Analysis and validation of immune infiltration
Considering the important role of immune and inflammatory responses in the development of HT and PTC, we used the CIBERSORT algorithm to analyze the differences in immune cell infiltration patterns between PTC, HT, and normal samples. Utilizing the GSE35570 dataset, we identified 12 immune subgroups that showed significant variation between PTC and normal samples (Supplementary Fig. S5a). Furthermore, analysis of the GSE29315 dataset revealed five immune subgroups that were significantly different between HT and normal samples (Supplementary Fig. S5b). Of these, four common immune subpopulations were found to be significantly higher in both PTC and HT samples compared with normal samples. These subpopulations included T cell CD8, T cell CD4 memory resting, macrophage M1, and mast cell resting. Furthermore, we performed Spearman correlation analysis between hub genes and immune cells (Supplementary Fig. S5c, d). The results suggested that immune responses may potentially contribute to the involvement of hub genes in PTC and HT progression. IF staining was used to identify immune cell infiltration in 5 PTC and 5 NAT cases of HT tissues (Fig. 6). The expression levels of CD4+ T cell marker Cd4, CD8+ T cell marker Cd8, and macrophage marker Cd86 were found to be significantly higher in PTC in the HT group compared with the NAT group. The results of IF staining verified the accuracy of the immune infiltration analysis results to some extent.

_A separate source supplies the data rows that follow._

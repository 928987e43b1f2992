//! tracery-cli: talk to a running Tracery server over its Unix socket
//!
//! # Subcommands
//! - `replay <file.json> [--session <id>]`: record a JSON array of events and finalize
//! - `stats`: in-memory session statistics
//! - `templates`: list stored workflow templates
//! - `template <uuid>`: one template with its recorded instances
//! - `ping`: check the server answers

use std::path::{Path, PathBuf};

use bytes::Bytes;
use clap::{Parser, Subcommand};
use futures::{SinkExt, StreamExt};
use tokio::net::UnixStream;
use tokio_util::codec::{Framed, LengthDelimitedCodec};
use tracery_core::ipc::{TraceryRequest, TraceryResponse};
use tracery_core::models::CapturedEvent;
use uuid::Uuid;

const DEFAULT_SOCKET: &str = "/tmp/tracery.sock";

// ============================================================================
// CLI Definition
// ============================================================================

#[derive(Debug, Parser)]
#[command(
    name = "tracery-cli",
    version,
    about = "Replay recorded sessions into Tracery and inspect workflow templates"
)]
struct Cli {
    /// Server socket path (overrides TRACERY_SOCKET env var)
    #[arg(long, env = "TRACERY_SOCKET", default_value = DEFAULT_SOCKET)]
    socket: PathBuf,

    /// Print the raw response data as pretty JSON
    #[arg(long, global = true)]
    json: bool,

    #[command(subcommand)]
    command: Commands,
}

#[derive(Debug, Subcommand)]
enum Commands {
    /// Record every event of a JSON file into one session, then finalize it
    Replay {
        /// JSON array of captured events
        file: PathBuf,

        /// Session id (defaults to the file name)
        #[arg(long)]
        session: Option<String>,
    },

    /// Show in-memory session statistics
    Stats,

    /// List stored workflow templates
    Templates,

    /// Show one template and its instances
    Template {
        id: Uuid,
    },

    /// Check the server is reachable
    Ping,
}

// ============================================================================
// IPC client
// ============================================================================

struct Client {
    framed: Framed<UnixStream, LengthDelimitedCodec>,
}

impl Client {
    async fn connect(socket: &Path) -> anyhow::Result<Self> {
        let stream = UnixStream::connect(socket)
            .await
            .map_err(|e| anyhow::anyhow!("cannot reach {}: {}", socket.display(), e))?;
        let codec = LengthDelimitedCodec::builder().little_endian().new_codec();
        Ok(Self {
            framed: Framed::new(stream, codec),
        })
    }

    /// Send one request and wait for its response. Error responses become `Err`.
    async fn call(&mut self, request: &TraceryRequest) -> anyhow::Result<serde_json::Value> {
        let payload = rmp_serde::to_vec_named(request)?;
        self.framed.send(Bytes::from(payload)).await?;

        let frame = self
            .framed
            .next()
            .await
            .ok_or_else(|| anyhow::anyhow!("server closed the connection"))??;
        let response: TraceryResponse = rmp_serde::from_slice(&frame)?;

        if response.is_ok() {
            Ok(response.data.unwrap_or(serde_json::Value::Null))
        } else {
            Err(anyhow::anyhow!(
                "server error: {}",
                response.error.unwrap_or_else(|| "unknown".to_string())
            ))
        }
    }
}

// ============================================================================
// Commands
// ============================================================================

/// Session id derived from the replay file name, e.g. `sessions/crm.json` → `crm`.
fn session_from_path(path: &Path) -> String {
    path.file_stem()
        .map(|s| s.to_string_lossy().into_owned())
        .filter(|s| !s.is_empty())
        .unwrap_or_else(|| "replay".to_string())
}

async fn do_replay(
    client: &mut Client,
    file: &Path,
    session: Option<String>,
) -> anyhow::Result<serde_json::Value> {
    let raw = tokio::fs::read_to_string(file).await?;
    let events: Vec<CapturedEvent> = serde_json::from_str(&raw)?;
    let session_id = session.unwrap_or_else(|| session_from_path(file));

    client
        .call(&TraceryRequest::StartRecording {
            session_id: session_id.clone(),
        })
        .await?;

    let total = events.len();
    for event in events {
        client
            .call(&TraceryRequest::RecordEvent {
                session_id: session_id.clone(),
                event,
            })
            .await?;
    }
    eprintln!("Recorded {} events into session {}", total, session_id);

    client.call(&TraceryRequest::Finalize { session_id }).await
}

fn print_human(command: &Commands, data: &serde_json::Value) {
    match command {
        Commands::Ping => println!("Tracery server: up"),
        Commands::Stats => {
            println!("Active sessions:     {}", data["active_sessions"]);
            println!("Buffered events:     {}", data["total_events"]);
            println!("Finalizing sessions: {}", data["finalizing_sessions"]);
            println!("Segmenter:           {}", data["segmenter"].as_str().unwrap_or("?"));
        }
        Commands::Replay { .. } => {
            let screens = data["screens"].as_array().map(Vec::len).unwrap_or(0);
            println!("Session {}: {} screens", data["session_id"].as_str().unwrap_or("?"), screens);
            for instance in data["instances"].as_array().into_iter().flatten() {
                let mark = if instance["succeeded"].as_bool().unwrap_or(false) { "✓" } else { "✗" };
                println!(
                    "  {} {} ({} steps) → template {}",
                    mark,
                    instance["goal"].as_str().unwrap_or(""),
                    instance["steps"],
                    instance["templateId"].as_str().unwrap_or("?"),
                );
            }
        }
        Commands::Templates => {
            let templates = data["templates"].as_array().cloned().unwrap_or_default();
            if templates.is_empty() {
                eprintln!("No templates stored yet");
                return;
            }
            for t in &templates {
                println!(
                    "{}  {} ({} steps)",
                    t["id"].as_str().unwrap_or("?"),
                    t["name"].as_str().unwrap_or(""),
                    t["steps"],
                );
            }
        }
        Commands::Template { .. } => {
            let template = &data["template"];
            println!("{}", template["name"].as_str().unwrap_or(""));
            println!("{}\n", template["description"].as_str().unwrap_or(""));
            for step in template["steps"].as_array().into_iter().flatten() {
                println!(
                    "  {}. [{}] {}",
                    step["stepNumber"],
                    step["screenPattern"].as_str().unwrap_or(""),
                    step["actionTemplate"].as_str().unwrap_or(""),
                );
            }
            let instances = data["instances"].as_array().map(Vec::len).unwrap_or(0);
            println!("\n{} recorded instance(s)", instances);
        }
    }
}

// ============================================================================
// Main
// ============================================================================

async fn run(cli: Cli) -> anyhow::Result<()> {
    let mut client = Client::connect(&cli.socket).await?;

    let data = match &cli.command {
        Commands::Replay { file, session } => do_replay(&mut client, file, session.clone()).await?,
        Commands::Stats => client.call(&TraceryRequest::Stats).await?,
        Commands::Templates => client.call(&TraceryRequest::ListTemplates).await?,
        Commands::Template { id } => client.call(&TraceryRequest::GetTemplate { id: *id }).await?,
        Commands::Ping => client.call(&TraceryRequest::Ping).await?,
    };

    if cli.json {
        println!("{}", serde_json::to_string_pretty(&data)?);
    } else {
        print_human(&cli.command, &data);
    }
    Ok(())
}

#[tokio::main]
async fn main() {
    let cli = Cli::parse();
    if let Err(e) = run(cli).await {
        eprintln!("tracery-cli: {}", e);
        std::process::exit(1);
    }
}

// ============================================================================
// Tests
// ============================================================================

Potential treatments for HT and PTC
Based on the three core genes screened by the RF algorithm, we searched for related potential drugs in the DGIdb database. As a result, only FCER1G had related drugs, but no related drugs were found for CD53 and TYROBP. FCER1G was predicted to have two potential drugs: benzylpenicilloylpolylysine and aspirin. Of these, benzylpenicilloylpolylysine had the highest score of 29.49, while aspirin had a score of only 1.26. We hypothesize that benzylpenicilloylpolylysine and aspirin may be effective in treating HT and PTC and may prevent HT carcinogenesis.